You are still confusing the situation of a 5-4 split (bloc judging) with the situation of a close competition (Lipinski vs. Kwan).

Click to expand...

Intent is irrelevant if a judge is out of line with the rest of the scoring. However, the ISU can compare the deviating scores to the written standards to determine if the judge is correct in his/her scores and the other eight are wrong, or if the scores are truly "out of whack."

The ordinal system is also less error-prone because if one judge makes a bad call in a 9 judge panel, then 8 judges can effectively override his marks. For ex. A skater winning with 8-1 judges' votes is the same as winning with all 9 judges' votes. Under CoP, if one judge or the tech specialist makes a bad call, then their marks go into the calculations.

Click to expand...

Under CoP if the total difference between scores for 8 of 9 judges is marginal and one judge is so out of line with the scoring practices that the differential in her score is greater than the total of all other eight judges, and this hasn't been addressed by trimmed mean, then yes, one judge can "skew" the results. This could actually be the correct decision. However, even in the ordinals world, there are far more cases of close calls where one or two judges being very far out of line ultimately make the decision.

As Sandra Loosemore pointed out, the double trimmed mean only guarantees that the high and low scores are thrown out, but it doesn't guarantee that those high and low scores were actually error or that they should have been thrown out at all. For example, one judge may be marking ALL the skaters consistently, using a wider range of the 10-point scale. A cheating judge may be marking skaters around the average, to guarantee that his/her scores aren't thrown out. As we have seen in the GP, margins of placement have come down to within a hundredth of a point.
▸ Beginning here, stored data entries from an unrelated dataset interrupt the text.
//! Email address types.

use crate::error::{Error, Result};

/// Email address for SMTP envelope.
#[derive(Debug, Clone, PartialEq, Eq, Hash)]
pub struct Address(String);

impl Address {
    /// Creates a new address from a string.
    ///
    /// # Errors
    ///
    /// Returns an error if the address is invalid.
    pub fn new(addr: impl Into<String>) -> Result<Self> {
        let addr = addr.into();
        Self::validate(&addr)?;
        Ok(Self(addr))
    }

    /// Returns the address as a string slice.
    #[must_use]
    pub fn as_str(&self) -> &str {
        &self.0
    }

    /// Returns the domain part.
    #[must_use]
    pub fn domain(&self) -> &str {
        self.0.rsplit_once('@').map_or("", |(_, domain)| domain)
    }

    /// Validates an email address (basic validation).
    fn validate(addr: &str) -> Result<()> {
        if addr.is_empty() {
            return Err(Error::InvalidAddress("Address cannot be empty".into()));
        }

        if !addr.contains('@') {
            return Err(Error::InvalidAddress("Address must contain @".into()));
        }

        let parts: Vec<&str> = addr.split('@').collect();
        if parts.len() != 2 {
            return Err(Error::InvalidAddress(
                "Address must have exactly one @".into(),
            ));
        }

        if parts[0].is_empty() || parts[1].is_empty() {
            return Err(Error::InvalidAddress(
                "Local and domain parts cannot be empty".into(),
            ));
        }

        Ok(())
    }
}

impl std::fmt::Display for Address {
    fn fmt(&self, f: &mut std::fmt::Formatter<'_>) -> std::fmt::Result {
        write!(f, "{}", self.0)
    }
}

/// Mailbox (optional display name + address).
#[derive(Debug, Clone, PartialEq, Eq)]
pub struct Mailbox {
    /// Display name (optional).
    pub name: Option<String>,
    /// Email address.
    pub address: Address,
}

impl Mailbox {
    /// Creates a new mailbox with just an address.
    ///
    /// # Errors
    ///
    /// Returns an error if the address is invalid.
    pub fn new(address: impl Into<String>) -> Result<Self> {
        Ok(Self {
            name: None,
            address: Address::new(address)?,
        })
    }

    /// Creates a new mailbox with a display name and address.
    ///
    /// # Errors
    ///
    /// Returns an error if the address is invalid.
    pub fn with_name(name: impl Into<String>, address: impl Into<String>) -> Result<Self> {
        Ok(Self {
            name: Some(name.into()),
            address: Address::new(address)?,
        })
    }
}
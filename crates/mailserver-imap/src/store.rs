//! `STORE` flag-action parsing (RFC 3501 §6.4.6): `store-att-flags = (["+"
//! / "-"] "FLAGS" [".SILENT"]) SP (flag-list / (flag *(SP flag)))`.
//!
//! Grounded on `fetch.rs`'s split between a small hand-rolled parser over
//! the shared [`crate::lexer::Lexer`] and a pure function that applies the
//! parsed result to a [`mailserver_core::model::EntryFlags`] value — the
//! engine owns the repository write, this module owns the grammar and the
//! bit-twiddling.
//!
//! Custom keyword flags parse (see [`crate::types::Flag::Keyword`]) but
//! this system's [`EntryFlags`] only tracks the five RFC-defined flags,
//! so keywords are accepted and silently ignored rather than rejected —
//! matching IMAP's general tolerance for flags a server doesn't support.

use mailserver_core::model::EntryFlags;

use crate::lexer::{Lexer, Token};
use crate::types::Flag;

/// Which of `FLAGS` / `+FLAGS` / `-FLAGS` was requested.
#[derive(Debug, Clone, Copy, PartialEq, Eq)]
pub enum StoreAction {
    /// `FLAGS`: replace the flag set entirely.
    Set,
    /// `+FLAGS`: add the given flags, leaving others untouched.
    Add,
    /// `-FLAGS`: remove the given flags, leaving others untouched.
    Remove,
}

/// A parsed `STORE` argument.
#[derive(Debug, Clone, PartialEq, Eq)]
pub struct StoreCommand {
    pub action: StoreAction,
    /// `.SILENT`: suppress the untagged `FETCH` response this STORE would
    /// otherwise generate for the issuing client.
    pub silent: bool,
    pub flags: Vec<Flag>,
}

/// A malformed `store-att-flags`. Recoverable: the caller sends a tagged
/// `BAD`.
#[derive(Debug, Clone, PartialEq, Eq)]
pub struct StoreError(pub String);

/// Parses a `STORE`/`UID STORE` argument, e.g. `"FLAGS (\Seen \Deleted)"`,
/// `"+FLAGS.SILENT (\Deleted)"`, or the unparenthesized `"-FLAGS \Answered"`.
pub fn parse(raw: &str) -> Result<StoreCommand, StoreError> {
    let raw = raw.trim();
    let mut lexer = Lexer::new(raw.as_bytes());

    let verb = match lexer.next_token() {
        Ok(Token::Atom(a)) => a.to_uppercase(),
        other => return Err(StoreError(format!("expected FLAGS/+FLAGS/-FLAGS, got {other:?}"))),
    };

    let (action, rest) = match verb.strip_prefix('+') {
        Some(rest) => (StoreAction::Add, rest),
        None => match verb.strip_prefix('-') {
            Some(rest) => (StoreAction::Remove, rest),
            None => (StoreAction::Set, verb.as_str()),
        },
    };
    let (base, silent) = match rest.strip_suffix(".SILENT") {
        Some(base) => (base, true),
        None => (rest, false),
    };
    if base != "FLAGS" {
        return Err(StoreError(format!("expected FLAGS, got {rest}")));
    }

    lexer.skip_spaces();
    let flags = parse_flag_list(&mut lexer)?;
    Ok(StoreCommand { action, silent, flags })
}

fn parse_flag_list(lexer: &mut Lexer<'_>) -> Result<Vec<Flag>, StoreError> {
    let mut flags = Vec::new();
    if lexer.peek() == Some(b'(') {
        lexer.expect(Token::LParen).map_err(lex_err)?;
        loop {
            lexer.skip_spaces();
            match lexer.next_token().map_err(lex_err)? {
                Token::RParen => break,
                Token::Atom(a) => flags.push(Flag::parse(a)),
                other => return Err(StoreError(format!("expected flag atom, got {other:?}"))),
            }
        }
    } else {
        loop {
            lexer.skip_spaces();
            if lexer.is_eof() {
                break;
            }
            match lexer.next_token().map_err(lex_err)? {
                Token::Atom(a) => flags.push(Flag::parse(a)),
                other => return Err(StoreError(format!("expected flag atom, got {other:?}"))),
            }
        }
    }
    Ok(flags)
}

fn lex_err(e: crate::Error) -> StoreError {
    StoreError(e.to_string())
}

/// Applies a parsed `STORE` action to an entry's current flags, returning
/// the new flag set. Unsupported keyword/`\Recent` flags are no-ops.
#[must_use]
pub fn apply(action: StoreAction, flags: &[Flag], current: EntryFlags) -> EntryFlags {
    match action {
        StoreAction::Set => {
            let mut next = EntryFlags::default();
            for flag in flags {
                set_bit(&mut next, flag, true);
            }
            next
        }
        StoreAction::Add => {
            let mut next = current;
            for flag in flags {
                set_bit(&mut next, flag, true);
            }
            next
        }
        StoreAction::Remove => {
            let mut next = current;
            for flag in flags {
                set_bit(&mut next, flag, false);
            }
            next
        }
    }
}

fn set_bit(target: &mut EntryFlags, flag: &Flag, value: bool) {
    match flag {
        Flag::Seen => target.seen = value,
        Flag::Answered => target.answered = value,
        Flag::Flagged => target.flagged = value,
        Flag::Deleted => target.deleted = value,
        Flag::Draft => target.draft = value,
        Flag::Recent | Flag::Keyword(_) => {}
    }
}

#[cfg(test)]
mod tests {
    use super::*;

    #[test]
    fn parses_plain_flags_set() {
        let cmd = parse("FLAGS (\\Seen \\Deleted)").unwrap();
        assert_eq!(cmd.action, StoreAction::Set);
        assert!(!cmd.silent);
        assert_eq!(cmd.flags, vec![Flag::Seen, Flag::Deleted]);
    }

    #[test]
    fn parses_add_with_silent() {
        let cmd = parse("+FLAGS.SILENT (\\Deleted)").unwrap();
        assert_eq!(cmd.action, StoreAction::Add);
        assert!(cmd.silent);
        assert_eq!(cmd.flags, vec![Flag::Deleted]);
    }

    #[test]
    fn parses_remove() {
        let cmd = parse("-FLAGS (\\Answered)").unwrap();
        assert_eq!(cmd.action, StoreAction::Remove);
        assert_eq!(cmd.flags, vec![Flag::Answered]);
    }

    #[test]
    fn parses_unparenthesized_flag_list() {
        let cmd = parse("-FLAGS \\Answered").unwrap();
        assert_eq!(cmd.flags, vec![Flag::Answered]);
    }

    #[test]
    fn rejects_unknown_verb() {
        assert!(parse("BOGUS (\\Seen)").is_err());
    }

    #[test]
    fn apply_set_replaces_entirely() {
        let current = EntryFlags { seen: true, flagged: true, ..EntryFlags::default() };
        let next = apply(StoreAction::Set, &[Flag::Deleted], current);
        assert!(next.deleted);
        assert!(!next.seen);
        assert!(!next.flagged);
    }

    #[test]
    fn apply_add_preserves_existing() {
        let current = EntryFlags { seen: true, ..EntryFlags::default() };
        let next = apply(StoreAction::Add, &[Flag::Deleted], current);
        assert!(next.seen);
        assert!(next.deleted);
    }

    #[test]
    fn apply_remove_clears_only_named() {
        let current = EntryFlags { seen: true, deleted: true, ..EntryFlags::default() };
        let next = apply(StoreAction::Remove, &[Flag::Deleted], current);
        assert!(next.seen);
        assert!(!next.deleted);
    }

    #[test]
    fn unsupported_flags_are_ignored() {
        let current = EntryFlags::default();
        let next = apply(StoreAction::Add, &[Flag::Recent, Flag::Keyword("$Label".to_string())], current);
        assert_eq!(next, EntryFlags::default());
    }
}
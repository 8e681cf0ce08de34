//! Error types shared by the core crate.

use thiserror::Error;

/// Errors that can occur in core operations: framing, TLS setup, and
/// repository access.
#[derive(Debug, Error)]
pub enum Error {
    /// I/O error on the underlying connection.
    #[error("I/O error: {0}")]
    Io(#[from] std::io::Error),

    /// TLS handshake or configuration error.
    #[error("TLS error: {0}")]
    Tls(#[from] rustls::Error),

    /// The client exceeded the configured maximum line length.
    #[error("line exceeds maximum length of {0} bytes")]
    LineTooLong(usize),

    /// A declared literal byte count was invalid or the connection closed
    /// before all literal bytes arrived.
    #[error("invalid or truncated literal: {0}")]
    Literal(String),

    /// A repository call failed.
    #[error("repository error: {0}")]
    Repository(String),
}

/// Result type alias using [`Error`].
pub type Result<T> = std::result::Result<T, Error>;
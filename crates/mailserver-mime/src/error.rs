//! Error types for MIME operations.

use std::string::FromUtf8Error;

/// Result type alias for MIME operations.
pub type Result<T> = std::result::Result<T, Error>;

/// MIME error types.
#[derive(Debug, thiserror::Error)]
pub enum Error {
    /// Invalid MIME header.
    #[error("Invalid MIME header: {0}")]
    InvalidHeader(String),

    /// Invalid content type.
    #[error("Invalid content type: {0}")]
    InvalidContentType(String),

    /// Invalid encoding.
    #[error("Invalid encoding: {0}")]
    InvalidEncoding(String),

    /// Base64 decode error.
    #[error("Base64 decode error: {0}")]
    Base64Decode(#[from] base64::DecodeError),

    /// UTF-8 decode error.
    #[error("UTF-8 decode error: {0}")]
    Utf8Decode(#[from] FromUtf8Error),

    /// Missing boundary in multipart message.
    #[error("Missing boundary in multipart message")]
    MissingBoundary,

    /// Invalid multipart structure.
    #[error("Invalid multipart structure: {0}")]
    InvalidMultipart(String),

    /// Missing required header.
    #[error("Missing required header: {0}")]
    MissingHeader(String),

    /// Parse error.
    #[error("Parse error: {0}")]
    Parse(String),
}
Therefore, minor inflections in a cheating judge's scores, all situated around the average, can have a huge impact. The work of a single judge can corrupt the entire data.

Click to expand...

That is why having standards against which the scores -- and not just those scores that are counted -- can be compared is critical.

In your 8-1 example, the 8 judges haven't necessarily correctly countered the 9th judge. The 8 judges could be playing the average/median game as well to skew the results. Under CoP, if the review of the 9th judge's scores against the written standards pans out, the other 8 judges can be brought up and assigned to a JPG event in Arizona.

The difference is that the CoP is more sensitive to the random draw of the judges, because the scores are more error-prone and there is huge variability in the marks. Barring bloc judging AND cheating under both systems, the CoP will produce different results almost all the time, esp. when 2 or more skaters are close in points. On top of that, if a single judge decides to cheat, the small inflections in the scores centered around the average will have a huge impact on the results and will be hard to detect.

Click to expand...

Point two on which we will never agree, based on point one. The errors in determining the placement in the first place are hidden, and always will be.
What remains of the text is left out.